## Task to carry out
Look through the listing below and report every line that contains "return".

## Provided records
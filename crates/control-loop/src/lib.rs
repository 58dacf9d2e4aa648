//! Airpoint Control Loop
//!
//! Drives the gesture pipeline one camera frame at a time:
//!
//! 1. Pull a [`Capture`] from the [`LandmarkSource`]
//! 2. Apply any control key from the preview window
//! 3. Smooth, classify, and step the state machine
//! 4. Deliver events to the [`PointerInjector`] and announce them
//! 5. Refresh the status overlay
//!
//! The loop is synchronous; the source's blocking read sets the pace.

pub mod notifier;
pub mod overlay;
pub mod session;
pub mod source;

use std::sync::atomic::{AtomicBool, Ordering};
use std::sync::Arc;

use serde::Serialize;
use tracing::{debug, info, warn};

use airpoint_common::clock::{FpsMeter, SessionClock, TimestampNs};
use airpoint_common::config::AppConfig;
use airpoint_common::error::AirpointResult;
use airpoint_hand_model::capture::{Capture, ControlKey};
use airpoint_hand_model::event::{InjectorCommand, PointerEvent};
use airpoint_pointer_injector::PointerInjector;

pub use notifier::{CollectingNotifier, Notifier, NullNotifier, SpeechNotifier};
pub use overlay::{NullOverlay, OverlaySink, OverlayStatus, TracingOverlay};
pub use session::{FrameOutcome, Session};
pub use source::{JsonlLandmarkSource, LandmarkSource, ScriptedSource};

/// Announced once when the loop starts.
pub const ACTIVATED_PHRASE: &str = "Gesture control activated";

/// Counters reported when the loop ends.
#[derive(Debug, Clone, Default, PartialEq, Eq, Serialize)]
pub struct SessionSummary {
    pub frames: u64,
    pub frames_with_hand: u64,
    pub events_emitted: u64,
    pub events_injected: u64,
    pub injection_failures: u64,
}

/// Whether the loop should keep going after a frame.
#[derive(Debug, Clone, Copy, PartialEq, Eq)]
pub enum LoopControl {
    Continue,
    Stop,
}

/// Where frame timestamps come from. Fixed by the first capture.
#[derive(Debug, Clone, Copy, PartialEq, Eq)]
pub enum TimeBase {
    /// The captures' own `t` field.
    Recorded,
    /// The session clock.
    Session,
}

/// The frame loop and its collaborators.
pub struct ControlLoop {
    source: Box<dyn LandmarkSource>,
    injector: Box<dyn PointerInjector>,
    notifier: Box<dyn Notifier>,
    overlay: Box<dyn OverlaySink>,
    session: Session,
    clock: SessionClock,
    fps: FpsMeter,
    time_base: Option<TimeBase>,
    last_now: TimestampNs,
    stop_flag: Arc<AtomicBool>,
    summary: SessionSummary,
}

impl ControlLoop {
    /// Create a loop with speech and overlay disabled.
    pub fn new(
        config: &AppConfig,
        source: Box<dyn LandmarkSource>,
        injector: Box<dyn PointerInjector>,
    ) -> AirpointResult<Self> {
        Ok(Self {
            source,
            injector,
            notifier: Box::new(NullNotifier),
            overlay: Box::new(NullOverlay),
            session: Session::new(config)?,
            clock: SessionClock::start(),
            fps: FpsMeter::new(),
            time_base: None,
            last_now: 0,
            stop_flag: Arc::new(AtomicBool::new(false)),
            summary: SessionSummary::default(),
        })
    }

    pub fn with_notifier(mut self, notifier: Box<dyn Notifier>) -> Self {
        self.notifier = notifier;
        self
    }

    pub fn with_overlay(mut self, overlay: Box<dyn OverlaySink>) -> Self {
        self.overlay = overlay;
        self
    }

    /// Start with pointer delivery on or off.
    pub fn with_mouse_enabled(mut self, enabled: bool) -> Self {
        self.session.set_mouse_enabled(enabled);
        self
    }

    /// Share an existing stop flag, e.g. one raised by a signal handler.
    pub fn with_stop_flag(mut self, stop_flag: Arc<AtomicBool>) -> Self {
        self.stop_flag = stop_flag;
        self
    }

    /// Run until the source ends, a quit key arrives, or the stop flag is set.
    pub fn run(&mut self) -> AirpointResult<SessionSummary> {
        info!(
            source = %self.source.name(),
            injector = %self.injector.name(),
            started_at = %self.clock.epoch_wall(),
            "Control loop started"
        );
        self.notifier.notify(ACTIVATED_PHRASE);

        while !self.stop_flag.load(Ordering::Relaxed) {
            if self.tick()? == LoopControl::Stop {
                break;
            }
        }

        info!(
            frames = self.summary.frames,
            frames_with_hand = self.summary.frames_with_hand,
            events_injected = self.summary.events_injected,
            injection_failures = self.summary.injection_failures,
            elapsed_secs = self.clock.elapsed_secs(),
            "Control loop stopped"
        );
        Ok(self.summary.clone())
    }

    /// Process a single frame.
    pub fn tick(&mut self) -> AirpointResult<LoopControl> {
        let Some(capture) = self.source.next_capture()? else {
            info!(source = %self.source.name(), "Landmark stream ended");
            return Ok(LoopControl::Stop);
        };
        let now = self.timestamp_for(&capture);

        if let Some(key) = capture.key {
            if self.handle_key(key) == LoopControl::Stop {
                return Ok(LoopControl::Stop);
            }
        }

        self.process_frame(now, &capture)?;
        Ok(LoopControl::Continue)
    }

    /// Recorded streams hold the last `t` over lines that lack one; live
    /// streams ignore any `t` that shows up later.
    fn timestamp_for(&mut self, capture: &Capture) -> TimestampNs {
        let base = *self.time_base.get_or_insert_with(|| {
            let base = if capture.timestamp_ns.is_some() {
                TimeBase::Recorded
            } else {
                TimeBase::Session
            };
            debug!(?base, "Frame time base chosen");
            base
        });
        let now = match base {
            TimeBase::Recorded => capture.timestamp_ns.unwrap_or(self.last_now),
            TimeBase::Session => self.clock.elapsed_ns(),
        };
        self.last_now = now;
        now
    }

    pub fn time_base(&self) -> Option<TimeBase> {
        self.time_base
    }

    fn handle_key(&mut self, key: ControlKey) -> LoopControl {
        match key {
            ControlKey::Quit => {
                info!("Quit requested");
                return LoopControl::Stop;
            }
            ControlKey::ToggleMouse => {
                let enabled = self.session.toggle_mouse();
                info!(mouse_enabled = enabled, "Pointer control toggled");
                self.notifier
                    .notify(if enabled { "Mouse on" } else { "Mouse off" });
            }
            ControlKey::ToggleOverlay => {
                let visible = self.session.toggle_overlay();
                debug!(overlay_visible = visible, "Overlay toggled");
            }
        }
        LoopControl::Continue
    }

    fn process_frame(&mut self, now: TimestampNs, capture: &Capture) -> AirpointResult<()> {
        let outcome = self.session.process(now, capture)?;

        self.summary.frames += 1;
        if outcome.hand_present {
            self.summary.frames_with_hand += 1;
        }
        self.summary.events_emitted += outcome.events.len() as u64;

        if self.session.mouse_enabled() {
            for event in &outcome.events {
                self.deliver(now, event);
            }
        }

        let fps = self.fps.tick(now);
        if self.session.overlay_visible() {
            self.overlay.render(&OverlayStatus {
                timestamp_ns: now,
                mouse_enabled: self.session.mouse_enabled(),
                action: outcome.action,
                gesture: outcome.gesture,
                fps,
            });
        }
        Ok(())
    }

    fn deliver(&mut self, now: TimestampNs, event: &PointerEvent) {
        let command = InjectorCommand::from(*event);
        match self.injector.inject(now, &command) {
            Ok(()) => {
                self.summary.events_injected += 1;
                if let Some(phrase) = event.spoken_phrase() {
                    self.notifier.notify(phrase);
                }
            }
            Err(e) => {
                self.summary.injection_failures += 1;
                let failures = self.summary.injection_failures;
                // Moves fail every frame when the backend is down.
                if failures == 1 || failures % 100 == 0 {
                    warn!(
                        error = %e,
                        ?command,
                        injector = %self.injector.name(),
                        failures,
                        "Pointer injection failed"
                    );
                } else {
                    debug!(error = %e, ?command, "Pointer injection failed");
                }
            }
        }
    }

    /// Set the stop flag.
    pub fn stop(&self) {
        self.stop_flag.store(true, Ordering::SeqCst);
    }

    /// Get the stop flag for external coordination.
    pub fn stop_flag(&self) -> Arc<AtomicBool> {
        self.stop_flag.clone()
    }

    pub fn session(&self) -> &Session {
        &self.session
    }

    pub fn summary(&self) -> &SessionSummary {
        &self.summary
    }
}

## Completed exercise
            return Ok(LoopControl::Stop);
                return Ok(LoopControl::Stop);
                return LoopControl::Stop;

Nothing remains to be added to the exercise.